## GIVEN RECORDS
//! Command-line interface for `geotable`.
//!
//! This binary is a thin façade over [`geotable_core`]: it parses arguments
//! with [`clap`], configures [`tracing`] logging (with library `log` records
//! bridged in), and delegates to the core operations.
//!
//! # Available Commands
//!
//! - `convert` - Load a dataset, optionally filter and reproject it, and save it
//! - `info` - Display layers, geometry kinds, projections and fields
//! - `utm` - Print the UTM descriptor for the centroid of a dataset
//! - `draw` - Render a dataset as SVG
//! - `drivers` - List all available format drivers and their capabilities

mod display;

use std::path::{Path, PathBuf};

use anyhow::{Context, Result, anyhow};
use clap::{Parser, Subcommand};
use tracing::{Level, info};
use tracing_log::LogTracer;
use tracing_subscriber::FmtSubscriber;

use geotable_core::drivers::{self, get_available_drivers};
use geotable_core::error::driver_not_found;
use geotable_core::formats::{CsvReadOptions, CsvWriteOptions};
use geotable_core::operations::{self, LoadOptions, SaveOptions};
use geotable_core::{BoundingBox, Geometry, GeoTableError, ProjectionReference, draw};

#[derive(Parser)]
#[command(
    name = "geotable",
    version,
    about = "Load geospatial files into one table and write them back in any format and projection",
    long_about = "geotable reads shapefile archives, KML/KMZ, GeoJSON and delimited text, finds \
                  the geometry in each layer, and converts between formats and projections."
)]
/// Command-line arguments and options for the `geotable` CLI.
struct Cli {
    /// Enable verbose (INFO level) logging output.
    #[arg(short, long, global = true)]
    verbose: bool,

    /// Enable debug (DEBUG level) logging output with detailed diagnostics.
    #[arg(short, long, global = true)]
    debug: bool,

    #[command(subcommand)]
    command: Commands,
}

/// Options shared by every command that loads a dataset.
#[derive(clap::Args, Debug, Default)]
struct LoadArgs {
    /// Projection of the source: a PROJ string, `@proj4` for the sidecar file,
    /// `lonlat` or `mercator`. Defaults to the sidecar, the embedded CRS, then lon/lat.
    #[arg(long, value_name = "PROJ")]
    source_proj4: Option<String>,

    /// Strip z ordinates.
    #[arg(long)]
    drop_z: bool,

    /// Keep rows intersecting `minx,miny,maxx,maxy`, in source coordinates.
    #[arg(long, value_name = "BBOX", allow_hyphen_values = true)]
    bbox: Option<String>,

    /// Keep rows intersecting this WKT polygon, in source coordinates.
    #[arg(long, value_name = "WKT")]
    bounding_polygon: Option<String>,

    /// Keep only the named layer (repeatable).
    #[arg(long = "layer", value_name = "NAME")]
    layers: Vec<String>,

    /// Field delimiter for delimited text input.
    #[arg(long, value_name = "CHAR")]
    delimiter: Option<char>,

    /// Parse date and time columns in delimited text instead of keeping them as text.
    #[arg(long)]
    parse_dates: bool,
}

impl LoadArgs {
    fn to_options(&self) -> Result<LoadOptions> {
        let mut csv = CsvReadOptions::new().with_parse_dates(self.parse_dates);
        if let Some(delimiter) = self.delimiter {
            csv = csv.with_delimiter(delimiter_byte(delimiter)?);
        }
        let mut options = LoadOptions::new().with_drop_z(self.drop_z).with_csv(csv);
        if let Some(proj4) = &self.source_proj4 {
            options = options.with_source_proj4(proj4.parse()?);
        }
        if let Some(bbox) = &self.bbox {
            options = options.with_bounding_box(bbox.parse::<BoundingBox>()?);
        }
        if let Some(wkt) = &self.bounding_polygon {
            options = options.with_bounding_polygon(Geometry::from_wkt(wkt)?);
        }
        if !self.layers.is_empty() {
            options = options.with_layers(self.layers.iter().cloned());
        }
        Ok(options)
    }
}

fn delimiter_byte(delimiter: char) -> Result<u8> {
    u8::try_from(delimiter).map_err(|_| anyhow!("Delimiter '{delimiter}' is not a single-byte character."))
}

/// Available subcommands for the `geotable` CLI.
#[derive(Subcommand)]
enum Commands {
    /// Converts a dataset to another format and/or projection.
    Convert {
        /// Path to the input dataset.
        #[arg(short, long, value_name = "DATASET")]
        input: PathBuf,

        /// Path for the output dataset.
        #[arg(short, long, value_name = "DATASET")]
        output: PathBuf,

        /// Target projection: a PROJ string, `lonlat`, `mercator` or `utm`.
        #[arg(long, value_name = "PROJ")]
        target_proj4: Option<String>,

        /// Driver for the output; defaults to the one matching the output extension.
        #[arg(long, value_name = "DRIVER")]
        output_driver: Option<String>,

        /// Field delimiter for delimited text output.
        #[arg(long, value_name = "CHAR")]
        output_delimiter: Option<char>,

        #[command(flatten)]
        load: LoadArgs,
    },

    /// Displays layers, geometry kinds, projections and fields of a dataset.
    Info {
        /// Path to the input dataset.
        #[arg(value_name = "DATASET")]
        input: PathBuf,

        #[command(flatten)]
        load: LoadArgs,
    },

    /// Prints the UTM projection descriptor for the centroid of a dataset.
    Utm {
        /// Path to the input dataset.
        #[arg(value_name = "DATASET")]
        input: PathBuf,
    },

    /// Renders a dataset as SVG, one colour per layer.
    Draw {
        /// Path to the input dataset.
        #[arg(value_name = "DATASET")]
        input: PathBuf,

        /// Path for the SVG file.
        #[arg(short, long, value_name = "SVG")]
        output: PathBuf,

        /// Projection to draw in.
        #[arg(long, value_name = "PROJ")]
        target_proj4: Option<String>,

        #[command(flatten)]
        load: LoadArgs,
    },

    /// Lists all available drivers and their capabilities.
    Drivers,
}

/// Entry point for the `geotable` command-line interface.
///
/// # Errors
///
/// Returns an error if command execution fails or if the logging system cannot be initialized.
fn main() -> Result<()> {
    let cli = Cli::parse();

    let log_level = if cli.debug {
        Level::DEBUG
    } else if cli.verbose {
        Level::INFO
    } else {
        Level::WARN
    };

    // Bridge logs from the `log` crate to the `tracing` ecosystem.
    LogTracer::init()?;

    let subscriber = FmtSubscriber::builder()
        .with_max_level(log_level)
        .with_target(true)
        .finish();

    tracing::subscriber::set_global_default(subscriber)?;

    let result = match cli.command {
        Commands::Convert {
            input,
            output,
            target_proj4,
            output_driver,
            output_delimiter,
            load,
        } => handle_convert(
            &input,
            &output,
            target_proj4.as_deref(),
            output_driver.as_deref(),
            output_delimiter,
            &load,
        ),
        Commands::Info { input, load } => handle_info(&input, &load),
        Commands::Utm { input } => handle_utm(&input),
        Commands::Draw {
            input,
            output,
            target_proj4,
            load,
        } => handle_draw(&input, &output, target_proj4.as_deref(), &load),
        Commands::Drivers => {
            display::display_drivers(&get_available_drivers());
            Ok(())
        },
    };
    result.map_err(explain)
}

/// Adds the core's recovery suggestion to errors that carry one.
fn explain(err: anyhow::Error) -> anyhow::Error {
    match err.downcast_ref::<GeoTableError>() {
        Some(core) => match core.recovery_suggestion() {
            Some(hint) => anyhow!("{}\n\nHint: {hint}", core.user_message()),
            None => anyhow!("{}", core.user_message()),
        },
        None => err,
    }
}

fn parse_projection(text: &str) -> Result<ProjectionReference> {
    Ok(text.parse()?)
}

fn handle_convert(
    input: &Path,
    output: &Path,
    target_proj4: Option<&str>,
    output_driver: Option<&str>,
    output_delimiter: Option<char>,
    load: &LoadArgs,
) -> Result<()> {
    let load_options = load.to_options()?;
    let mut save_options = SaveOptions::new();
    if let Some(name) = output_driver {
        let driver = drivers::find_driver(name)
            .ok_or_else(|| GeoTableError::from(driver_not_found(name)))?;
        save_options = save_options.with_driver(driver);
    }
    if let Some(target) = target_proj4 {
        save_options = save_options.with_target_proj4(parse_projection(target)?);
    }
    if let Some(delimiter) = output_delimiter {
        let csv = CsvWriteOptions::new().with_delimiter(delimiter_byte(delimiter)?);
        save_options = save_options.with_csv(csv);
    }

    let rows = operations::convert(input, output, &load_options, &save_options)?;
    info!("Wrote {rows} rows to {}", output.display());
    Ok(())
}

fn handle_info(input: &Path, load: &LoadArgs) -> Result<()> {
    let info = operations::describe(input, &load.to_options()?)?;
    display::display_dataset_info(&info);
    Ok(())
}

fn handle_utm(input: &Path) -> Result<()> {
    let proj4 = operations::load_utm_proj4(input)?;
    println!("{proj4}");
    Ok(())
}

fn handle_draw(input: &Path, output: &Path, target_proj4: Option<&str>, load: &LoadArgs) -> Result<()> {
    let mut options = load.to_options()?;
    if let Some(target) = target_proj4 {
        options = options.with_target_proj4(parse_projection(target)?);
    }
    let table = operations::load(input, &options)?;
    draw::write_svg(&table, output)
        .with_context(|| format!("Failed to draw {}", input.display()))?;
    info!("Drew {} rows to {}", table.len(), output.display());
    Ok(())
}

## WHAT IS EXPECTED
Give back exactly the lines of the listing above that run from the line with "delimited text input." to the line with "the output dataset.", inclusive.

## RESPONSE FOR THIS EXERCISE
    /// Field delimiter for delimited text input.
    #[arg(long, value_name = "CHAR")]
    delimiter: Option<char>,

    /// Parse date and time columns in delimited text instead of keeping them as text.
    #[arg(long)]
    parse_dates: bool,
}

impl LoadArgs {
    fn to_options(&self) -> Result<LoadOptions> {
        let mut csv = CsvReadOptions::new().with_parse_dates(self.parse_dates);
        if let Some(delimiter) = self.delimiter {
            csv = csv.with_delimiter(delimiter_byte(delimiter)?);
        }
        let mut options = LoadOptions::new().with_drop_z(self.drop_z).with_csv(csv);
        if let Some(proj4) = &self.source_proj4 {
            options = options.with_source_proj4(proj4.parse()?);
        }
        if let Some(bbox) = &self.bbox {
            options = options.with_bounding_box(bbox.parse::<BoundingBox>()?);
        }
        if let Some(wkt) = &self.bounding_polygon {
            options = options.with_bounding_polygon(Geometry::from_wkt(wkt)?);
        }
        if !self.layers.is_empty() {
            options = options.with_layers(self.layers.iter().cloned());
        }
        Ok(options)
    }
}

fn delimiter_byte(delimiter: char) -> Result<u8> {
    u8::try_from(delimiter).map_err(|_| anyhow!("Delimiter '{delimiter}' is not a single-byte character."))
}

/// Available subcommands for the `geotable` CLI.
#[derive(Subcommand)]
enum Commands {
    /// Converts a dataset to another format and/or projection.
    Convert {
        /// Path to the input dataset.
        #[arg(short, long, value_name = "DATASET")]
        input: PathBuf,

        /// Path for the output dataset.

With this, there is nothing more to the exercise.